Handbook of Medicinal Herbs

(Dana P.) #1

S


Contraindications, Interactions, and Side Effects (Star Grass) — Not covered (AHP).
“Health hazards not known with proper therapeutic dosages” (PH2) (but PH2 designates no
specific quantified dosage! JAD). No significant side effects were noted after 6 months (SHT).
Varro Tyler cautioned against self-medication with BPH. Whenever treating BPH, a practitioner
should be involved. Base-line levels of PSA should be established before considering an herbal
treatment (JAD).

STAR OF BETHLEHEM (Ornithogalum umbellatum L.) +

Activities (Star of Bethlehem) — Poison (f; CRC).
Indications (Star of Bethlehem) — Adenopathy (f; CRC); Debility (f; CRC); Lymphosis (f; CRC).
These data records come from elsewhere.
// パス: src/record.rs
// 役割: 宣言的な intrinsic ファミリレコードと要素型・LMUL のビット集合を定義する
// 意図: 外部ローダから受け取る不変の入力スキーマを型で固定し、順序依存の再現性を保つ
// 関連ファイル: src/descriptor.rs, src/policy.rs, src/expand.rs, src/emit/sema.rs
//! ファミリレコード
//!
//! 入力は順序付きの `Vec<FamilyRecord>`。順序は安定ソートのタイブレークと
//! テーブル挿入順を決めるため意味を持つ（同一入力 ⇒ バイト同一出力）。
//! レコード源泉フォーマットの構文解析は対象外で、ここでは serde による
//! 構造的な読み込みのみを提供する。

use std::fs;
use std::path::Path;

use serde::{Deserialize, Serialize};

use crate::descriptor::{BasicType, PrototypeDescriptor, Signature, VectorModifier};
use crate::errors::{GenError, GenResult};
use crate::policy::PolicyScheme;

/// 対応要素型のビット集合。ビット位置は `BasicType` の判別値。
#[derive(Clone, Copy, Debug, Default, PartialEq, Eq, Serialize, Deserialize)]
#[serde(transparent)]
pub struct TypeRangeSet(pub u8);

impl TypeRangeSet {
    pub fn from_types(types: &[BasicType]) -> Self {
        let mut set = Self::default();
        for &t in types {
            set.insert(t);
        }
        set
    }

    pub fn insert(&mut self, t: BasicType) {
        self.0 |= t.bit();
    }

    pub fn contains(self, t: BasicType) -> bool {
        self.0 & t.bit() != 0
    }

    pub fn is_empty(self) -> bool {
        self.0 == 0
    }

    /// 永続形式のマスク値。
    pub fn mask(self) -> u8 {
        self.0
    }

    /// ビット位置昇順の列挙。
    pub fn iter(self) -> impl Iterator<Item = BasicType> {
        BasicType::ALL.into_iter().filter(move |t| self.contains(*t))
    }
}

/// 対応 LMUL のビット集合。ビット位置は log2(LMUL) + 3（mf8 = bit0 .. m8 = bit6）。
#[derive(Clone, Copy, Debug, Default, PartialEq, Eq, Serialize, Deserialize)]
#[serde(transparent)]
pub struct LmulSet(pub u8);

impl LmulSet {
    /// log2(LMUL) 値のリストから構築する（-3..=3 以外は無視しない前提の入力）。
    pub fn from_log2_list(list: &[i8]) -> Self {
        let mut set = Self::default();
        for &l in list {
            set.insert(l);
        }
        set
    }

    pub fn insert(&mut self, log2_lmul: i8) {
        self.0 |= 1 << (log2_lmul + 3);
    }

    pub fn contains(self, log2_lmul: i8) -> bool {
        self.0 & (1 << (log2_lmul + 3)) != 0
    }

    pub fn is_empty(self) -> bool {
        self.0 == 0
    }

    pub fn mask(self) -> u8 {
        self.0
    }

    /// log2(LMUL) 昇順（-3..=3）の列挙。
    pub fn iter(self) -> impl Iterator<Item = i8> {
        (-3i8..=3).filter(move |l| self.contains(*l))
    }
}

/// 一つの intrinsic ファミリを表す宣言的レコード。読み込み後は不変。
#[derive(Clone, Debug, Serialize, Deserialize)]
#[serde(deny_unknown_fields)]
pub struct FamilyRecord {
    pub name: String,
    /// 空なら `name` から導出する。
    #[serde(default)]
    pub overloaded_name: String,
    /// 基本シグネチャ。operand 0 は結果型。
    pub prototype: Signature,
    #[serde(default)]
    pub suffix: Signature,
    #[serde(default)]
    pub overloaded_suffix: Signature,
    pub type_range: TypeRangeSet,
    pub lmuls: LmulSet,
    #[serde(default)]
    pub required_extensions: Vec<String>,
    /// セグメント load/store のフィールド数。1 より大きければセグメント形式。
    #[serde(default = "default_nf")]
    pub nf: u8,
    #[serde(default)]
    pub is_tuple: bool,
    #[serde(default)]
    pub has_masked: bool,
    #[serde(default)]
    pub has_vl: bool,
    #[serde(default)]
    pub has_masked_off_operand: bool,
    #[serde(default)]
    pub has_tail_policy: bool,
    #[serde(default)]
    pub has_mask_policy: bool,
    #[serde(default)]
    pub has_frm_round_mode_op: bool,
    #[serde(default)]
    pub support_overloading: bool,
    #[serde(default)]
    pub has_builtin_alias: bool,
    #[serde(default)]
    pub unmasked_policy_scheme: PolicyScheme,
    #[serde(default)]
    pub masked_policy_scheme: PolicyScheme,
    /// 低レベル intrinsic 名。直接の対応がなければ空。
    #[serde(default)]
    pub ir_name: String,
    #[serde(default)]
    pub masked_ir_name: String,
    /// 手書き codegen 片。空でなければ自動 operand 並べ替えを迂回する。
    #[serde(default)]
    pub manual_codegen: String,
    /// オーバーロード解決に型を具象化する operand 番号（-1 は結果型）。
    #[serde(default)]
    pub intrinsic_types: Vec<i32>,
}

fn default_nf() -> u8 {
    1
}

impl FamilyRecord {
    /// オーバーロード名（未指定なら基本名）。
    pub fn overloaded_or_name(&self) -> &str {
        if self.overloaded_name.is_empty() {
            &self.name
        } else {
            &self.overloaded_name
        }
    }

    /// マクロ定義専用の擬似ファミリか（型×LMUL の直積を持たない）。
    pub fn is_pseudo(&self) -> bool {
        self.name == "vsetvli" || self.name == "vsetvlimax"
    }

    /// レコード内容の値域検査。展開・出力の前に必ず通す。
    ///
    /// serde を通過した後でもディスクリプタの値域外や operand 不足はありうる
    /// ため、パニックではなく設定エラーとして報告する。
    pub fn validate(&self) -> GenResult<()> {
        let invalid = |what: String| {
            Err(GenError::InvalidRecord {
                name: self.name.clone(),
                what,
            })
        };
        for (label, sig) in [
            ("prototype", &self.prototype),
            ("suffix", &self.suffix),
            ("overloaded_suffix", &self.overloaded_suffix),
        ] {
            for desc in sig {
                if let Err(what) = check_descriptor(desc) {
                    return invalid(format!("{label}: {what}"));
                }
            }
        }
        if !(1..=8).contains(&self.nf) {
            return invalid(format!("NF {} は 1..=8 の範囲外です", self.nf));
        }
        if !self.is_pseudo() && self.prototype.is_empty() {
            return invalid("prototype が空です".to_string());
        }
        if (self.nf > 1 || self.is_tuple) && self.prototype.len() < 2 {
            return invalid(
                "セグメント/タプル形式には結果とアドレスの 2 operand 以上が必要です".to_string(),
            );
        }
        Ok(())
    }
}

/// ディスクリプタ単体の値域検査。
fn check_descriptor(desc: &PrototypeDescriptor) -> Result<(), String> {
    match desc.vector {
        VectorModifier::Tuple(nf) if !(2..=8).contains(&nf) => {
            Err(format!("タプル NF {nf} は 2..=8 の範囲外です"))
        }
        VectorModifier::FixedLog2Lmul(l) if !(-3..=3).contains(&l) => {
            Err(format!("固定 log2(LMUL) {l} は -3..=3 の範囲外です"))
        }
        VectorModifier::Log2Eew(k) if !(3..=6).contains(&k) => {
            Err(format!("log2(EEW) {k} は 3..=6 の範囲外です"))
        }
        _ => Ok(()),
    }
}

/// JSON 文字列から順序付きレコード列を読み込み、値域を検査する。
pub fn load_records(json: &str) -> GenResult<Vec<FamilyRecord>> {
    let records: Vec<FamilyRecord> = serde_json::from_str(json)?;
    for record in &records {
        record.validate()?;
    }
    Ok(records)
}

/// ファイルから順序付きレコード列を読み込む。
pub fn load_records_from_path(path: &Path) -> GenResult<Vec<FamilyRecord>> {
    load_records(&fs::read_to_string(path)?)
}
//! Abstract contract of the database collaborator.
//!
//! Pipeline stages only see these traits: a [`Database`] opens
//! [`Session`]s, a session runs queries and transactions, manages remote
//! large objects ([`RemoteFile`]) and exposes the entity-attribute-value
//! executor ([`ExecutorEav`]). Steady-state calls report failure through
//! [`Status`]; nothing here panics.

pub mod memory;

use std::collections::BTreeMap;
use std::fmt;
use thiserror::Error;

pub use memory::{Fault, MemoryDatabase, MemoryStats};

/// Error reported by the collaborator, carrying its message verbatim
#[derive(Error, Debug, Clone, PartialEq, Eq)]
#[error("{message}")]
pub struct StoreError {
    message: String,
}

impl StoreError {
    pub fn new(message: impl Into<String>) -> Self {
        Self {
            message: message.into(),
        }
    }

    pub fn message(&self) -> &str {
        &self.message
    }
}

/// Ok / Error outcome of a collaborator call
pub type Status = Result<(), StoreError>;

/// Numeric id of one entity within its entity table
pub type EntityId = i64;

/// Id of a remote large object
pub type RemoteFileId = u64;

/// Attribute types an entity can register
#[derive(Debug, Clone, Copy, PartialEq, Eq, PartialOrd, Ord, Hash)]
pub enum SqlDataType {
    Integer,
    Text,
    Bytes,
    RemoteFileId,
}

impl fmt::Display for SqlDataType {
    fn fmt(&self, f: &mut fmt::Formatter<'_>) -> fmt::Result {
        let name = match self {
            SqlDataType::Integer => "integer",
            SqlDataType::Text => "text",
            SqlDataType::Bytes => "bytea",
            SqlDataType::RemoteFileId => "oid",
        };
        f.write_str(name)
    }
}

#[derive(Debug, Clone, PartialEq, Eq)]
pub enum SqlValue {
    Integer(i64),
    Text(String),
    Bytes(Vec<u8>),
    RemoteFileId(RemoteFileId),
}

impl SqlValue {
    pub fn data_type(&self) -> SqlDataType {
        match self {
            SqlValue::Integer(_) => SqlDataType::Integer,
            SqlValue::Text(_) => SqlDataType::Text,
            SqlValue::Bytes(_) => SqlDataType::Bytes,
            SqlValue::RemoteFileId(_) => SqlDataType::RemoteFileId,
        }
    }
}

/// Entity name -> attribute types it uses
pub type EavRegistry = BTreeMap<String, Vec<SqlDataType>>;

/// Attribute name with its value; `None` when the attribute exists but has no value
#[derive(Debug, Clone, PartialEq, Eq)]
pub struct AttrValue {
    pub attribute: String,
    pub value: Option<SqlValue>,
}

#[derive(Debug, Clone, Default, PartialEq, Eq)]
pub struct QueryResult {
    pub rows: Vec<Vec<SqlValue>>,
    pub affected: u64,
}

#[derive(Debug, Clone, Copy, PartialEq, Eq)]
pub enum FileOpenMode {
    Read,
    /// Truncate, then write
    Write,
    Append,
}

/// Entry point: turns a connection string into a live session
pub trait Database: Send + Sync {
    fn open_session(&self, connection_info: &str) -> Result<Box<dyn Session>, StoreError>;
}

/// One live database session. Sessions are not shared between threads.
pub trait Session: Send {
    fn is_valid(&self) -> bool;

    fn execute(&mut self, query: &str) -> Result<QueryResult, StoreError>;

    fn begin_transaction(&mut self) -> Status;

    fn commit_transaction(&mut self) -> Status;

    fn rollback_transaction(&mut self) -> Status;

    fn create_remote_file(&mut self) -> Result<Box<dyn RemoteFile>, StoreError>;

    fn get_remote_file(&mut self, id: RemoteFileId) -> Result<Box<dyn RemoteFile>, StoreError>;

    fn delete_remote_file(&mut self, id: RemoteFileId) -> Status;

    /// EAV executor bound to this session; it never opens or closes transactions itself
    fn eav(&mut self) -> &mut dyn ExecutorEav;
}

/// Byte-stream handle on a remote large object
pub trait RemoteFile: Send {
    fn id(&self) -> RemoteFileId;

    fn open(&mut self, mode: FileOpenMode) -> Status;

    fn write_bytes(&mut self, bytes: &[u8]) -> Status;

    /// Read up to `max` bytes from the current position
    fn read_bytes(&mut self, max: usize) -> Result<Vec<u8>, StoreError>;

    fn close(&mut self);
}

/// Entity-attribute-value operations
pub trait ExecutorEav: Send {
    /// Register entities and the attribute types they use, optionally creating tables
    fn set_registered_entities(&mut self, entries: &EavRegistry, create_tables: bool) -> Status;

    fn registered_entities(&self) -> &EavRegistry;

    fn create_new_entity(&mut self, entity: &str) -> Result<EntityId, StoreError>;

    fn entity_ids(&mut self, entity: &str) -> Result<Vec<EntityId>, StoreError>;

    /// Insert a value; fails if the attribute already has one
    fn insert(&mut self, entity: &str, id: EntityId, attribute: &str, value: &SqlValue) -> Status;

    /// Update an existing value; fails if the attribute has none
    fn update(&mut self, entity: &str, id: EntityId, attribute: &str, value: &SqlValue) -> Status;

    fn insert_or_update(
        &mut self,
        entity: &str,
        id: EntityId,
        attribute: &str,
        value: &SqlValue,
    ) -> Status;

    fn get_value(
        &mut self,
        entity: &str,
        id: EntityId,
        attribute: &str,
        data_type: SqlDataType,
    ) -> Result<Option<SqlValue>, StoreError>;

    fn get_attribute_values(
        &mut self,
        entity: &str,
        id: EntityId,
    ) -> Result<BTreeMap<SqlDataType, Vec<AttrValue>>, StoreError>;
}

#[cfg(test)]
mod tests {
    use super::*;

    #[test]
    fn test_value_types() {
        assert_eq!(SqlValue::RemoteFileId(3).data_type(), SqlDataType::RemoteFileId);
        assert_eq!(SqlValue::Text("a".into()).data_type(), SqlDataType::Text);
        assert_eq!(SqlDataType::Bytes.to_string(), "bytea");
    }

    #[test]
    fn test_store_error_message() {
        let err = StoreError::new("connection refused");
        assert_eq!(err.message(), "connection refused");
        assert_eq!(err.to_string(), "connection refused");
    }
}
STAVESACRE (Delphinium staphisagria L.) X

As so often in plants that I describe as too dangerous to take, many of the folk indications come from
homeopathy (especially those labeled (f; HHB; PH2) below), which stresses poisonous plants in
extremely high doses. Unfortunately, the naive don’t always understand the homeopathic dosages. I
hope the nonbotanists who wrote Commission E and the Herbal PDR have figured out the larkspurs
better than I have. Otherwise, they know not of which larkspur they speak. There are more than a
dozen Consolidas and Delphiniums, many called larkspurs. And don’t forget the pediculicide stave-
sacre, D. staphisagria L. After wasting a day with the nomenclatorial nuances, I feel I should treat
three species or lump them all into one, larkspur (Consolida regalis Gray (formerly Delphinium
consolida); the slightly different rocket larkspur, Consolida ajacis L. Schur; and finally the stavesacre,
Delphinium staphasiagria L., which is not covered by the USDA. All are poisonous and dangerous,
and probably not reliably distinguished by nonbotanists. So it is, methinks, a bit optimistic to assume
the data in the literature have been based on positive identification (i.e., better speculations than mine).